The aim of the study was to analyse the evolution of antibiotic non-susceptibility in Spanish invasive Streptococcus pneumoniae after licensure of respiratory-quinolones for adults and 7-valent pneumococcal conjugate vaccine (PCV-7) for immunization of children.Methods
All invasive pneumococci received in the Reference Laboratory (January 2000–August 2007; n=12 957 isolates) were serotyped, and susceptibility to penicillin/erythromycin/levofloxacin was determined.

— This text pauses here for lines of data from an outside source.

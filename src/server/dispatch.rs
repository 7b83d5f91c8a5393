//! Dispatch loop: the single consumer of the event queue.
//!
//! Each cycle drains whatever records are available. Every record is counted
//! in the metrics, forwarded to the context aggregator, and broadcast to all
//! subscribers as a `file_changed` event. An idle cycle sleeps for the poll
//! interval.
//!
//! A cycle that fails, by returning an error or by panicking, is logged and
//! followed by a longer backoff. The loop itself only ends on shutdown or
//! once every producer is gone.

use std::panic::{self, AssertUnwindSafe};
use std::sync::Arc;
use std::time::Duration;

use tokio::sync::watch;

use crate::context::ContextAggregator;
use crate::error::Result;
use crate::socket_server::fanout::SubscriberRegistry;
use crate::socket_server::protocol::ServerMessage;

use super::events::ChangeRecord;
use super::metrics::Metrics;
use super::queue::EventReceiver;

/// Timing knobs for the dispatch loop
#[derive(Debug, Clone)]
pub struct DispatchConfig {
    /// Sleep after a pass that emptied the queue
    pub poll_interval: Duration,
    /// Sleep after a failed pass
    pub error_backoff: Duration,
    /// Records handled per pass before yielding to other tasks
    pub max_batch: usize,
    /// Backlog size that triggers a warning
    pub queue_warn_depth: usize,
}

impl Default for DispatchConfig {
    fn default() -> Self {
        Self {
            poll_interval: Duration::from_millis(100),
            error_backoff: Duration::from_secs(1),
            max_batch: 1024,
            queue_warn_depth: 10_000,
        }
    }
}

/// What one drain pass observed
#[derive(Debug, Clone, Copy, PartialEq, Eq)]
pub enum DrainOutcome {
    /// Queue emptied after handling this many records
    Idle(usize),
    /// Batch limit reached with records still pending
    Saturated(usize),
    /// All producers dropped and nothing left to drain
    Closed,
}

/// Consumer side of the pipeline
pub struct Dispatcher {
    queue: EventReceiver,
    aggregator: Arc<dyn ContextAggregator>,
    fanout: Arc<SubscriberRegistry>,
    metrics: Arc<Metrics>,
    config: DispatchConfig,
}

impl Dispatcher {
    pub fn new(
        queue: EventReceiver,
        aggregator: Arc<dyn ContextAggregator>,
        fanout: Arc<SubscriberRegistry>,
        metrics: Arc<Metrics>,
        config: DispatchConfig,
    ) -> Self {
        Self {
            queue,
            aggregator,
            fanout,
            metrics,
            config,
        }
    }

    /// Run until `shutdown` flips to true (or its sender is dropped) or the
    /// queue closes
    pub async fn run(mut self, mut shutdown: watch::Receiver<bool>) {
        tracing::debug!("[DISPATCH] Started");
        let mut warned_depth = false;

        loop {
            if *shutdown.borrow() {
                break;
            }

            let pause = match panic::catch_unwind(AssertUnwindSafe(|| self.drain_once())) {
                Ok(Ok(DrainOutcome::Idle(_))) => Some(self.config.poll_interval),
                Ok(Ok(DrainOutcome::Saturated(_))) => None,
                Ok(Ok(DrainOutcome::Closed)) => {
                    tracing::info!("[DISPATCH] Event queue closed, stopping");
                    break;
                }
                Ok(Err(e)) => {
                    tracing::error!("Error processing event queue: {}", e);
                    Some(self.config.error_backoff)
                }
                Err(payload) => {
                    tracing::error!(
                        "Error processing event queue: panic: {}",
                        panic_message(payload.as_ref())
                    );
                    Some(self.config.error_backoff)
                }
            };

            let depth = self.queue.depth();
            if depth > self.config.queue_warn_depth {
                if !warned_depth {
                    tracing::warn!("[DISPATCH] Event backlog at {} records", depth);
                    warned_depth = true;
                }
            } else {
                warned_depth = false;
            }

            match pause {
                Some(pause) => {
                    tokio::select! {
                        _ = tokio::time::sleep(pause) => {}
                        changed = shutdown.changed() => {
                            // Sender dropped: nobody can signal us anymore
                            if changed.is_err() {
                                break;
                            }
                        }
                    }
                }
                None => tokio::task::yield_now().await,
            }
        }

        tracing::debug!("[DISPATCH] Stopped");
    }

    /// Handle up to `max_batch` available records
    pub fn drain_once(&mut self) -> Result<DrainOutcome> {
        let mut handled = 0;
        while handled < self.config.max_batch {
            match self.queue.pop_if_available() {
                Some(record) => {
                    self.process(record)?;
                    handled += 1;
                }
                None if self.queue.is_closed() => {
                    return Ok(if handled == 0 {
                        DrainOutcome::Closed
                    } else {
                        DrainOutcome::Idle(handled)
                    });
                }
                None => return Ok(DrainOutcome::Idle(handled)),
            }
        }
        Ok(DrainOutcome::Saturated(handled))
    }

    fn process(&self, record: ChangeRecord) -> Result<()> {
        self.metrics.record_change(record.timestamp);

        if let Err(e) = self.aggregator.add_event(&record) {
            tracing::warn!("[DISPATCH] Context aggregator rejected {}: {}", record.filename, e);
        }

        let report = self.fanout.broadcast(&ServerMessage::FileChanged(record))?;
        tracing::debug!(
            "[DISPATCH] Broadcast to {} subscribers ({} pruned)",
            report.delivered,
            report.pruned
        );
        Ok(())
    }
}

fn panic_message(payload: &(dyn std::any::Any + Send)) -> String {
    if let Some(s) = payload.downcast_ref::<&str>() {
        s.to_string()
    } else if let Some(s) = payload.downcast_ref::<String>() {
        s.clone()
    } else {
        "unknown panic".to_string()
    }
}
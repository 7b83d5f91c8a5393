//! ghostwatch Socket Server
//!
//! WebSocket front end of the daemon: every client is a subscriber to the
//! change stream and may call the query methods below.
//!
//! # Architecture
//!
//! ```text
//! ┌─────────────────────────────────────────────────────────────────────────┐
//! │                    GHOSTWATCH DAEMON (ghostwatch-daemon)                │
//! ├─────────────────────────────────────────────────────────────────────────┤
//! │                                                                         │
//! │  ┌─────────────────────────────────────────────────────────────────┐   │
//! │  │                 SubscriberRegistry (RwLock)                      │   │
//! │  │                                                                  │   │
//! │  │  sub_1a2b3c4d ──► bounded outbox ──► ConnectionState task       │   │
//! │  │  sub_5e6f7a8b ──► bounded outbox ──► ConnectionState task       │   │
//! │  │                                                                  │   │
//! │  └─────────────────────────────────────────────────────────────────┘   │
//! │                                                                         │
//! │  WebSocket Server ──► ConnectionState per client                        │
//! │    - Outbox forwarding                                                  │
//! │    - Query handling                                                     │
//! │    - Literal "ping" keepalive                                           │
//! │                                                                         │
//! └─────────────────────────────────────────────────────────────────────────┘
//! ```
//!
//! # Protocol
//!
//! All messages are JSON over WebSocket:
//!
//! ```json
//! // Client -> Server
//! {"type": "query", "id": 1, "method": "watch", "params": {"path": "/path/to/project"}}
//! {"type": "query", "id": 2, "method": "prepare_context", "params": {"user_prompt": "..."}}
//! {"type": "ping"}
//!
//! // Server -> Client
//! {"event": "connected", "message": "...", "watched_projects": [...], "metrics": {...}}
//! {"event": "file_changed", "kind": "modified", "path": "...", "project": "...", ...}
//! {"event": "project_added", "path": "...", "files": 42, "timestamp": "..."}
//! {"event": "response", "id": 1, "result": {...}}
//! {"event": "error", "id": 1, "code": "invalid_path", "message": "..."}
//! ```
//!
//! Query methods: `watch`, `unwatch`, `metrics`, `health`, `prepare_context`,
//! `list_projects`.

pub mod connection;
pub mod daemon;
pub mod fanout;
pub mod protocol;

pub use connection::handle_connection;
pub use daemon::{serve, Daemon, DaemonState};
pub use fanout::{BroadcastReport, Outbox, SubscriberId, SubscriberRegistry};
pub use protocol::{ClientMessage, ContextReport, HealthReport, MetricsReport, ServerMessage};
//! File-change pipeline
//!
//! Turns native file notifications from any number of watched projects into
//! one ordered stream of change records.
//!
//! # Architecture
//!
//! ```text
//! ┌─────────────────────────────────────────────────────────────────────┐
//! │                         WatchRegistry                                │
//! │  ┌──────────────┐  ┌──────────────┐  ┌──────────────┐               │
//! │  │ WatchSource  │  │ WatchSource  │  │ WatchSource  │  notify       │
//! │  │  project A   │  │  project B   │  │     ...      │  threads      │
//! │  └──────┬───────┘  └──────┬───────┘  └──────┬───────┘               │
//! └─────────┼─────────────────┼─────────────────┼───────────────────────┘
//!           │ ignore filter   │                 │
//!           ▼                 ▼                 ▼
//!     ┌──────────────────────────────────────────────┐
//!     │        EventSender ──► EventReceiver         │  unbounded queue
//!     └──────────────────────┬───────────────────────┘
//!                            ▼
//!     ┌──────────────────────────────────────────────┐
//!     │                 Dispatcher                    │  tokio task
//!     │   Metrics ◄──┼──► ContextAggregator           │
//!     │              ▼                                │
//!     │      SubscriberRegistry::broadcast            │
//!     └──────────────────────────────────────────────┘
//! ```
//!
//! # Locking
//!
//! - `WatchRegistry` reserves a path under its lock and does the walk and
//!   subscription unlocked; readers never wait on a walk.
//! - `SubscriberRegistry` snapshots under its read lock and never sends while
//!   holding it.
//! - `Metrics` uses one mutex for all counters.
//!
//! # Modules
//!
//! - `ignore` - Excluded directory names
//! - `events` - Change records
//! - `queue` - Watcher-to-dispatcher bridge
//! - `watcher` - Per-project native subscription
//! - `registry` - Watched project registry
//! - `dispatch` - Single consumer loop
//! - `metrics` - Daemon counters

pub mod dispatch;
pub mod events;
pub mod ignore;
pub mod metrics;
pub mod queue;
pub mod registry;
pub mod watcher;

pub use dispatch::{DispatchConfig, Dispatcher, DrainOutcome};
pub use events::{ChangeKind, ChangeRecord};
pub use ignore::{should_ignore, IGNORED_DIRS};
pub use metrics::{Metrics, MetricsSnapshot};
pub use queue::{event_queue, EventReceiver, EventSender};
pub use registry::{ProjectInfo, UnwatchOutcome, WatchOutcome, WatchRegistry};
pub use watcher::WatchSource;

Antibiotic consumption and PCV-7 doses/year were provided by IMS and the manufacturer, respectively.Results
In 2000–07, PCV-7 distribution (doses/1000 inhabitants ≤59 months age/year) increased from 0.0 to 411.90, and antibiotic consumption (DDD/1000 inhabitants/day) was maintained for β-lactams (≈16), decreased for macrolides (from 4.4 to 2.7) and increased for respiratory fluoroquinolones (from 0.3 to 2.7). The increase in PCV-7 distribution correlated with a decrease in PCV-7 serotypes prevalence among invasive isolates in children (r=−0.976; P < 0.001) and adults (r=−0.905; P=0.002). This decrease in PCV-7 serotypes correlated with a decrease in penicillin non-susceptibility in children (r=0.929; P < 0.001) and adults (r=0.905; P=0.002) and with erythromycin non-susceptibility in children (r=0.833; P=0.010). Penicillin/erythromycin non-susceptibility in 2000 was significantly higher in paediatric versus adult isolates (penicillin: 51.4% versus 29.2%; erythromycin: 39.5% versus 20.4%), but similar in 2006–07 (20% to 24%). The increase in respiratory quinolones consumption correlated with the increase in levofloxacin non-susceptibility in adults (r=0.926; P=0.008) but not in children, with different non-susceptibility rates in 2007 (1.6% versus 0.0%; P=0.013).Conclusions
This ecological analysis suggests that PCV-7 vaccination in children had a herd effect in adults, but consumption of respiratory quinolones in adults had no effect on pneumococcal susceptibility to levofloxacin in children. Penicillin/erythromycin non-susceptibility decreased along the studied period among paediatric invasive S. pneumoniae isolates to a level similar to that seen in adults.